Hundreds of thousands of geoglyphs are known in or close to lava fields throughout the Arabian peninsula. In the Black Desert of Jordan, ruins, inscriptions, and geoglyphs are called by the Bedouin tribes who live the Works of the Old Men. First brought to scholarly attention by RAF pilots flying over the desert shortly after the Arab revolt of 1916, the geoglyphs were made of stacks of basalt, between two to three slabs high. They are classified into four main categories based on their shape: kites, meandering walls, wheels, and pendants. The kites and associated walls (called desert kites) are thought to be mass kill hunting tools; wheels (circular stone arrangements with spokes) appear to be constructed for funerary or ritual use, and pendants are strings of burial cairns. Optically Stimulated Luminescence (OSL dating) on examples in the Wadi Wisad region suggest they were built in two main pulses, one in the Late Neolithic about 8,500 years ago and one about 5,400 years ago during the Early Bronze Age-Chalcolithic.

Atacama Geoglyphs

Chile, Region I, Tiliviche. Geoglyphs on a mountainside near Tiliviche, Northern Chile- representations of Llamas & Alpacas
Llama Caravan Geoglyphs, Atacama Desert, Northern Chile. Paul Harris / Getty Images

The Atacama Geoglyphs are located in the coastal desert of Chile. There were more than 5,000 geoglyphs built between 600-1500 CE, made by moving around the dark desert pavement. In addition to figural art including llamas, lizards, dolphins, monkeys, humans, eagles, and rheas, the Atacama glyphs include circles, concentric circles, circles with dots, rectangles, diamonds, arrows, and crosses. One functional purpose suggested by researcher Luis Briones is that of identifying safe passage and water resources through the desert: the Atacama geoglyphs include several examples of drawings of llama caravans.

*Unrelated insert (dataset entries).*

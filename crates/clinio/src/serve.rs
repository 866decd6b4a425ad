// SPDX-FileCopyrightText: 2026 Clinio Contributors
// SPDX-License-Identifier: MIT OR Apache-2.0

//! HTTP entry point consumed by the messaging relay.
//!
//! `POST /chat` carries one inbound user message and returns the reply plus
//! any detected action for the relay to act on. A fixed-window per-user
//! rate limit protects the generation endpoint.

use std::sync::Arc;

use axum::extract::State;
use axum::http::StatusCode;
use axum::response::{IntoResponse, Response};
use axum::routing::{get, post};
use axum::{Json, Router};
use chrono::Utc;
use dashmap::DashMap;
use serde::{Deserialize, Serialize};
use tower_http::trace::TraceLayer;
use tracing::{info, warn};

use clinio_core::{RegistryClient, TextGenerator};
use clinio_dialogue::{ActionPayload, DialogueOrchestrator};

/// Request body for `POST /chat`.
#[derive(Debug, Deserialize)]
pub struct ChatRequest {
    /// User id: the sender's phone number.
    pub user_id: String,
    /// The inbound message text.
    pub message: String,
}

/// Response body for `POST /chat`.
#[derive(Debug, Serialize)]
pub struct ChatResponse {
    pub response: String,
    pub user_id: String,
    pub conversation_id: String,
    #[serde(skip_serializing_if = "Option::is_none")]
    pub action: Option<ActionPayload>,
}

/// Response body for `GET /health`.
#[derive(Debug, Serialize)]
pub struct HealthResponse {
    pub status: String,
    pub registry: bool,
    pub generator: bool,
}

/// Error response body.
#[derive(Debug, Serialize)]
pub struct ErrorResponse {
    pub error: String,
}

/// Per-user fixed-window rate limiter (window: one minute).
pub struct RateLimiter {
    windows: DashMap<String, (i64, u32)>,
    limit_per_minute: u32,
}

impl RateLimiter {
    pub fn new(limit_per_minute: u32) -> Self {
        Self {
            windows: DashMap::new(),
            limit_per_minute,
        }
    }

    /// Register one request for `user_id`; `false` means over the limit.
    pub fn check(&self, user_id: &str) -> bool {
        let minute = Utc::now().timestamp() / 60;
        let mut entry = self.windows.entry(user_id.to_string()).or_insert((minute, 0));
        if entry.0 != minute {
            *entry = (minute, 0);
        }
        entry.1 += 1;
        entry.1 <= self.limit_per_minute
    }
}

/// Shared state for the HTTP handlers.
#[derive(Clone)]
pub struct AppState {
    pub orchestrator: Arc<DialogueOrchestrator>,
    pub registry: Arc<dyn RegistryClient>,
    pub generator: Arc<dyn TextGenerator>,
    pub rate_limiter: Arc<RateLimiter>,
}

/// Build the application router.
pub fn router(state: AppState) -> Router {
    Router::new()
        .route("/chat", post(post_chat))
        .route("/health", get(get_health))
        .layer(TraceLayer::new_for_http())
        .with_state(state)
}

/// POST /chat
async fn post_chat(
    State(state): State<AppState>,
    Json(body): Json<ChatRequest>,
) -> Response {
    if !clinio_nlu::phone::validate_phone_number(&body.user_id) {
        return (
            StatusCode::BAD_REQUEST,
            Json(ErrorResponse {
                error: "user_id must be a phone number".to_string(),
            }),
        )
            .into_response();
    }
    if body.message.trim().is_empty() {
        return (
            StatusCode::BAD_REQUEST,
            Json(ErrorResponse {
                error: "message must not be empty".to_string(),
            }),
        )
            .into_response();
    }

    if !state.rate_limiter.check(&body.user_id) {
        warn!(user_id = body.user_id.as_str(), "rate limit exceeded");
        return (
            StatusCode::TOO_MANY_REQUESTS,
            Json(ErrorResponse {
                error: "too many requests, slow down".to_string(),
            }),
        )
            .into_response();
    }

    info!(user_id = body.user_id.as_str(), "chat message received");

    let turn = state
        .orchestrator
        .process_message(&body.user_id, &body.message)
        .await;

    Json(ChatResponse {
        response: turn.reply,
        user_id: body.user_id,
        conversation_id: turn.conversation_id,
        action: turn.action,
    })
    .into_response()
}

/// GET /health
async fn get_health(State(state): State<AppState>) -> Response {
    let registry = state.registry.health_check().await;
    let generator = state.generator.health_check().await;
    let status = if registry && generator { "ok" } else { "degraded" };
    Json(HealthResponse {
        status: status.to_string(),
        registry,
        generator,
    })
    .into_response()
}
// SPDX-FileCopyrightText: 2026 Clinio Contributors
// SPDX-License-Identifier: MIT OR Apache-2.0

//! Phone-number helpers for patient identification.
//!
//! Numbers arrive from the messaging relay in mixed formats; these helpers
//! normalize toward the Bolivian `+591` convention used by the registry.

/// Whether the text plausibly is a phone number (8-15 digits, optional `+`).
pub fn validate_phone_number(phone: &str) -> bool {
    let cleaned: String = phone
        .chars()
        .filter(|c| c.is_ascii_digit() || *c == '+')
        .collect();

    let digit_count = cleaned.chars().filter(char::is_ascii_digit).count();
    if !(8..=15).contains(&digit_count) {
        return false;
    }

    // International format needs a country code on top of the local number.
    if cleaned.starts_with('+') && digit_count < 10 {
        return false;
    }

    true
}

/// Normalize a phone number to `+591...` form.
pub fn format_phone_number(phone: &str) -> String {
    let cleaned: String = phone
        .chars()
        .filter(|c| c.is_ascii_digit() || *c == '+')
        .collect();

    if cleaned.starts_with('+') {
        return cleaned;
    }
    if cleaned.starts_with("591") {
        return format!("+{cleaned}");
    }
    if cleaned.chars().count() == 8 {
        return format!("+591{cleaned}");
    }
    format!("+{cleaned}")
}

/// The last four digits of a number, for identity verification.
pub fn extract_last_four_digits(phone: &str) -> String {
    let digits: Vec<char> = phone.chars().filter(char::is_ascii_digit).collect();
    let start = digits.len().saturating_sub(4);
    digits[start..].iter().collect()
}
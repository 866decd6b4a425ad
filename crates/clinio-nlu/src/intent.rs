// SPDX-FileCopyrightText: 2026 Clinio Contributors
// SPDX-License-Identifier: MIT OR Apache-2.0

//! Keyword-based intent detection.
//!
//! An ordered rule table maps keyword sets to actions; the first matching
//! rule wins, and confidence values are fixed constants per action, not
//! computed. The verify-identity rule fires last, on a standalone
//! four-digit pattern.

use std::sync::LazyLock;

use chrono::NaiveDate;
use regex::Regex;
use tracing::debug;

use clinio_core::types::{ActionIntent, ExtractedAppointment, UserAction};

use crate::extract;
use crate::text::{contains_phrase, normalize};

static FOUR_DIGITS: LazyLock<Regex> =
    LazyLock::new(|| Regex::new(r"\b(\d{4})\b").unwrap());

/// One entry of the ordered intent rule table.
struct IntentRule {
    keywords: &'static [&'static str],
    action: UserAction,
    confidence: f32,
    /// Whether the triggering message should also be mined for appointment
    /// data, so a data-rich opening message can collapse task states.
    extracts_data: bool,
}

/// Ordered rule table; entries are checked top to bottom. Keywords are
/// normalized (lowercase, no diacritics).
const RULES: &[IntentRule] = &[
    IntentRule {
        keywords: &["agendar", "programar", "cita nueva", "reservar", "quiero cita"],
        action: UserAction::Schedule,
        confidence: 0.9,
        extracts_data: true,
    },
    IntentRule {
        keywords: &["cancelar", "anular"],
        action: UserAction::Cancel,
        confidence: 0.85,
        extracts_data: false,
    },
    IntentRule {
        keywords: &["reprogramar", "cambiar", "mover cita"],
        action: UserAction::Reschedule,
        confidence: 0.85,
        extracts_data: true,
    },
    IntentRule {
        keywords: &["proxima cita", "mis citas", "cuando"],
        action: UserAction::Lookup,
        confidence: 0.8,
        extracts_data: false,
    },
];

/// Confidence assigned to the four-digit verify-identity pattern.
const VERIFY_CONFIDENCE: f32 = 0.75;

/// Classify a user message into a discrete action, if any.
///
/// `today` anchors relative-date extraction for the data-carrying intents.
pub fn detect(text: &str, today: NaiveDate) -> Option<ActionIntent> {
    let norm = normalize(text);

    for rule in RULES {
        // Word-boundary matching: "reprogramar" must not fire the
        // "programar" schedule keyword.
        if rule.keywords.iter().any(|k| contains_phrase(&norm, k)) {
            let extracted = if rule.extracts_data {
                extract::extract(text, today)
            } else {
                ExtractedAppointment::default()
            };
            debug!(action = %rule.action, "intent detected");
            return Some(ActionIntent {
                action: rule.action,
                extracted,
                digits: None,
                confidence: rule.confidence,
            });
        }
    }

    if let Some(caps) = FOUR_DIGITS.captures(text) {
        debug!(action = %UserAction::VerifyIdentity, "intent detected");
        return Some(ActionIntent {
            action: UserAction::VerifyIdentity,
            extracted: ExtractedAppointment::default(),
            digits: Some(caps[1].to_string()),
            confidence: VERIFY_CONFIDENCE,
        });
    }

    None
}

#[cfg(test)]
mod tests {
    use super::*;
    use chrono::NaiveTime;
    use clinio_core::types::INTENT_CONFIDENCE_THRESHOLD;

    fn today() -> NaiveDate {
        NaiveDate::from_ymd_opt(2026, 8, 5).unwrap()
    }

    #[test]
    fn schedule_intent_with_data() {
        let intent = detect("quiero agendar para mañana a las 10:00", today()).unwrap();
        assert_eq!(intent.action, UserAction::Schedule);
        assert_eq!(intent.confidence, 0.9);
        assert_eq!(intent.extracted.date, Some(today().succ_opt().unwrap()));
        assert_eq!(intent.extracted.time, NaiveTime::from_hms_opt(10, 0, 0));
    }

    #[test]
    fn cancel_intent() {
        let intent = detect("necesito cancelar mi cita", today()).unwrap();
        assert_eq!(intent.action, UserAction::Cancel);
        assert_eq!(intent.confidence, 0.85);
    }

    #[test]
    fn reschedule_intent_carries_extraction() {
        let intent = detect("reprogramar mañana a las 10:00", today()).unwrap();
        assert_eq!(intent.action, UserAction::Reschedule);
        assert!(intent.extracted.date.is_some());
        assert!(intent.extracted.time.is_some());
    }

    #[test]
    fn lookup_intent_handles_accents() {
        let intent = detect("¿Cuándo es mi próxima cita?", today()).unwrap();
        assert_eq!(intent.action, UserAction::Lookup);
        assert!(intent.is_confident(INTENT_CONFIDENCE_THRESHOLD));
    }

    #[test]
    fn verify_identity_on_standalone_digits() {
        let intent = detect("mis últimos dígitos son 4821", today()).unwrap();
        assert_eq!(intent.action, UserAction::VerifyIdentity);
        assert_eq!(intent.digits.as_deref(), Some("4821"));
        assert_eq!(intent.confidence, 0.75);
    }

    #[test]
    fn earlier_rules_win_over_digit_pattern() {
        // A message with a schedule keyword and a 4-digit year classifies as
        // schedule, not verify-identity.
        let intent = detect("agendar para el 2026-09-01", today()).unwrap();
        assert_eq!(intent.action, UserAction::Schedule);
    }

    #[test]
    fn schedule_wins_over_cancel_by_order() {
        let intent = detect("quiero agendar, no cancelar", today()).unwrap();
        assert_eq!(intent.action, UserAction::Schedule);
    }

    #[test]
    fn no_intent_returns_none() {
        assert!(detect("hola, ¿cómo estás?", today()).is_none());
        assert!(detect("", today()).is_none());
    }
}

Studying, Recording, Dating, and Protecting Geoglyphs

The documentation of geoglyphs is performed by an ever-increasing variety of remote-sensing techniques including aerial photogrammetry, contemporary high-resolution satellite imagery, radar imagery including Doppler mapping, data from historic CORONA missions, and historic aerial photography such as that of the RAF pilots mapping desert kites. Most recently geoglyph researchers use unmanned aerial vehicles (UAVs or drones). Results from all of these techniques need to be verified by pedestrian survey and/or limited excavations.

Dating geoglyphs is a little tricky, but scholars have used associated pottery or other artifacts, associated structures and historic records, radiocarbon dates taken on charcoal from interior soil sampling, pedological studies of soil formation, and OSL of the soils.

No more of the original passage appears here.